- [Records from a data source]:
►

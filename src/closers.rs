//! Registry of cleanup actions run before the process reports its exit code.
//!
//! Each lifecycle owns one registry. The log router registers the log file's
//! closer; the lifecycle drains the registry exactly once on every exit path
//! through a [`CloseGuard`].

use std::io;
use std::sync::{Arc, Mutex, PoisonError};
use tracing::warn;

type Closer = Box<dyn FnOnce() -> io::Result<()> + Send>;

/// Mutex-protected list of pending closers.
#[derive(Clone, Default)]
pub struct Closers {
    pending: Arc<Mutex<Vec<(String, Closer)>>>,
}

impl Closers {
    pub fn new() -> Self {
        Self::default()
    }

    /// Register a closer under a name used when reporting its failure.
    pub fn register<F>(&self, name: impl Into<String>, closer: F)
    where
        F: FnOnce() -> io::Result<()> + Send + 'static,
    {
        self.pending
            .lock()
            .unwrap_or_else(PoisonError::into_inner)
            .push((name.into(), Box::new(closer)));
    }

    pub fn len(&self) -> usize {
        self.pending
            .lock()
            .unwrap_or_else(PoisonError::into_inner)
            .len()
    }

    pub fn is_empty(&self) -> bool {
        self.len() == 0
    }

    /// Run and remove every registered closer, most recent first.
    ///
    /// Failures are collected, not propagated: one closer failing does not
    /// stop the others.
    pub fn close_all(&self) -> Vec<(String, io::Error)> {
        let drained = std::mem::take(
            &mut *self.pending.lock().unwrap_or_else(PoisonError::into_inner),
        );
        drained
            .into_iter()
            .rev()
            .filter_map(|(name, closer)| closer().err().map(|err| (name, err)))
            .collect()
    }

    /// Guard that drains the registry when dropped, including on unwind.
    pub fn guard(&self) -> CloseGuard {
        CloseGuard {
            closers: self.clone(),
        }
    }
}

/// Drains a [`Closers`] registry on drop.
pub struct CloseGuard {
    closers: Closers,
}

impl Drop for CloseGuard {
    fn drop(&mut self) {
        for (name, err) in self.closers.close_all() {
            warn!(closer = %name, error = %err, "failed to close resource");
        }
    }
}
//! Demo application built on cmdkit.
//!
//! ```text
//! cmdkit-demo greet --name Ada
//! CMDKIT_DEMO_NAME=Ada cmdkit-demo greet --format json
//! cmdkit-demo fail --code 4
//! ```

use anyhow::Result;
use clap::Arg;
use cmdkit::{
    AppConfig, CommandError, ConfigSchema, Context, Field, Format, Lifecycle, RuntimeMode,
    Subcommand, Version,
};
use serde::{Deserialize, Serialize};
use serde_json::json;
use tracing::{debug, info};

#[derive(Debug, Default, Serialize, Deserialize)]
#[serde(rename_all = "kebab-case", default)]
struct DemoConfig {
    greeting: String,
    repeat: i64,
}

impl AppConfig for DemoConfig {
    fn validate(&self) -> Result<()> {
        if !(1..=10).contains(&self.repeat) {
            anyhow::bail!("repeat must be between 1 and 10, got {}", self.repeat);
        }
        Ok(())
    }
}

fn build_version() -> Version {
    match (
        option_env!("CMDKIT_DEMO_VERSION"),
        option_env!("CMDKIT_DEMO_COMMIT"),
    ) {
        (Some(version), Some(commit)) => Version::new(
            version,
            commit,
            option_env!("CMDKIT_DEMO_BUILD_DATE").unwrap_or_default(),
        ),
        _ => Version::default(),
    }
}

fn greet(ctx: &Context<'_, DemoConfig>) -> Result<()> {
    let name = ctx.value("name").unwrap_or("world");
    let config = ctx.config();
    debug!(repeat = config.repeat, "greeting");
    for _ in 0..config.repeat {
        match ctx.printer().format() {
            Format::Json => ctx
                .printer()
                .print_resource(&json!({ "greeting": config.greeting, "name": name }))?,
            Format::Human => ctx.printer().println(format!("{}, {name}!", config.greeting))?,
        }
    }
    info!(name, "greeted");
    Ok(())
}

fn fail(ctx: &Context<'_, DemoConfig>) -> Result<()> {
    let code = ctx
        .matches()
        .get_one::<i64>("code")
        .copied()
        .unwrap_or(3);
    let code = i32::try_from(code)?;
    Err(CommandError::new(format!("failure requested with exit code {code}"), code).into())
}

fn main() {
    let schema = ConfigSchema::new("cmdkit-demo")
        .field(Field::string("greeting", "Greeting to use").default_value("Hello"))
        .field(Field::int("repeat", "How many times to greet").default_value("1"));

    let mut app = Lifecycle::<DemoConfig>::new(schema, build_version())
        .about("Demonstrates layered configuration and exit codes")
        .subcommand(
            Subcommand::new("greet")
                .about("Greet someone")
                .arg(
                    Arg::new("name")
                        .long("name")
                        .help("Who to greet (or CMDKIT_DEMO_NAME)")
                        .required(true),
                )
                .action(greet),
        )
        .subcommand(
            Subcommand::new("fail")
                .about("Exit with a chosen code")
                .arg(
                    Arg::new("code")
                        .long("code")
                        .value_parser(clap::value_parser!(i64))
                        .default_value("3"),
                )
                .action(fail),
        );

    std::process::exit(app.execute(std::env::args_os(), RuntimeMode::Interactive));
}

◄

- [What the task asks]: Output the complete set of records word for word.

- [Expected output]:
filename src/closers.rs
//! Registry of cleanup actions run before the process reports its exit code.
//!
//! Each lifecycle owns one registry. The log router registers the log file's
//! closer; the lifecycle drains the registry exactly once on every exit path
//! through a [`CloseGuard`].

use std::io;
use std::sync::{Arc, Mutex, PoisonError};
use tracing::warn;

type Closer = Box<dyn FnOnce() -> io::Result<()> + Send>;

/// Mutex-protected list of pending closers.
#[derive(Clone, Default)]
pub struct Closers {
    pending: Arc<Mutex<Vec<(String, Closer)>>>,
}

impl Closers {
    pub fn new() -> Self {
        Self::default()
    }

    /// Register a closer under a name used when reporting its failure.
    pub fn register<F>(&self, name: impl Into<String>, closer: F)
    where
        F: FnOnce() -> io::Result<()> + Send + 'static,
    {
        self.pending
            .lock()
            .unwrap_or_else(PoisonError::into_inner)
            .push((name.into(), Box::new(closer)));
    }

    pub fn len(&self) -> usize {
        self.pending
            .lock()
            .unwrap_or_else(PoisonError::into_inner)
            .len()
    }

    pub fn is_empty(&self) -> bool {
        self.len() == 0
    }

    /// Run and remove every registered closer, most recent first.
    ///
    /// Failures are collected, not propagated: one closer failing does not
    /// stop the others.
    pub fn close_all(&self) -> Vec<(String, io::Error)> {
        let drained = std::mem::take(
            &mut *self.pending.lock().unwrap_or_else(PoisonError::into_inner),
        );
        drained
            .into_iter()
            .rev()
            .filter_map(|(name, closer)| closer().err().map(|err| (name, err)))
            .collect()
    }

    /// Guard that drains the registry when dropped, including on unwind.
    pub fn guard(&self) -> CloseGuard {
        CloseGuard {
            closers: self.clone(),
        }
    }
}

/// Drains a [`Closers`] registry on drop.
pub struct CloseGuard {
    closers: Closers,
}

impl Drop for CloseGuard {
    fn drop(&mut self) {
        for (name, err) in self.closers.close_all() {
            warn!(closer = %name, error = %err, "failed to close resource");
        }
    }
}
//! Demo application built on cmdkit.
//!
//! ```text
//! cmdkit-demo greet --name Ada
//! CMDKIT_DEMO_NAME=Ada cmdkit-demo greet --format json
//! cmdkit-demo fail --code 4
//! ```

use anyhow::Result;
use clap::Arg;
use cmdkit::{
    AppConfig, CommandError, ConfigSchema, Context, Field, Format, Lifecycle, RuntimeMode,
    Subcommand, Version,
};
use serde::{Deserialize, Serialize};
use serde_json::json;
use tracing::{debug, info};

#[derive(Debug, Default, Serialize, Deserialize)]
#[serde(rename_all = "kebab-case", default)]
struct DemoConfig {
    greeting: String,
    repeat: i64,
}

impl AppConfig for DemoConfig {
    fn validate(&self) -> Result<()> {
        if !(1..=10).contains(&self.repeat) {
            anyhow::bail!("repeat must be between 1 and 10, got {}", self.repeat);
        }
        Ok(())
    }
}

fn build_version() -> Version {
    match (
        option_env!("CMDKIT_DEMO_VERSION"),
        option_env!("CMDKIT_DEMO_COMMIT"),
    ) {
        (Some(version), Some(commit)) => Version::new(
            version,
            commit,
            option_env!("CMDKIT_DEMO_BUILD_DATE").unwrap_or_default(),
        ),
        _ => Version::default(),
    }
}

fn greet(ctx: &Context<'_, DemoConfig>) -> Result<()> {
    let name = ctx.value("name").unwrap_or("world");
    let config = ctx.config();
    debug!(repeat = config.repeat, "greeting");
    for _ in 0..config.repeat {
        match ctx.printer().format() {
            Format::Json => ctx
                .printer()
                .print_resource(&json!({ "greeting": config.greeting, "name": name }))?,
            Format::Human => ctx.printer().println(format!("{}, {name}!", config.greeting))?,
        }
    }
    info!(name, "greeted");
    Ok(())
}

fn fail(ctx: &Context<'_, DemoConfig>) -> Result<()> {
    let code = ctx
        .matches()
        .get_one::<i64>("code")
        .copied()
        .unwrap_or(3);
    let code = i32::try_from(code)?;
    Err(CommandError::new(format!("failure requested with exit code {code}"), code).into())
}

fn main() {
    let schema = ConfigSchema::new("cmdkit-demo")
        .field(Field::string("greeting", "Greeting to use").default_value("Hello"))
        .field(Field::int("repeat", "How many times to greet").default_value("1"));

    let mut app = Lifecycle::<DemoConfig>::new(schema, build_version())
        .about("Demonstrates layered configuration and exit codes")
        .subcommand(
            Subcommand::new("greet")
                .about("Greet someone")
                .arg(
                    Arg::new("name")
                        .long("name")
                        .help("Who to greet (or CMDKIT_DEMO_NAME)")
                        .required(true),
                )
                .action(greet),
        )
        .subcommand(
            Subcommand::new("fail")
                .about("Exit with a chosen code")
                .arg(
                    Arg::new("code")
                        .long("code")
                        .value_parser(clap::value_parser!(i64))
                        .default_value("3"),
                )
                .action(fail),
        );

    std::process::exit(app.execute(std::env::args_os(), RuntimeMode::Interactive));
}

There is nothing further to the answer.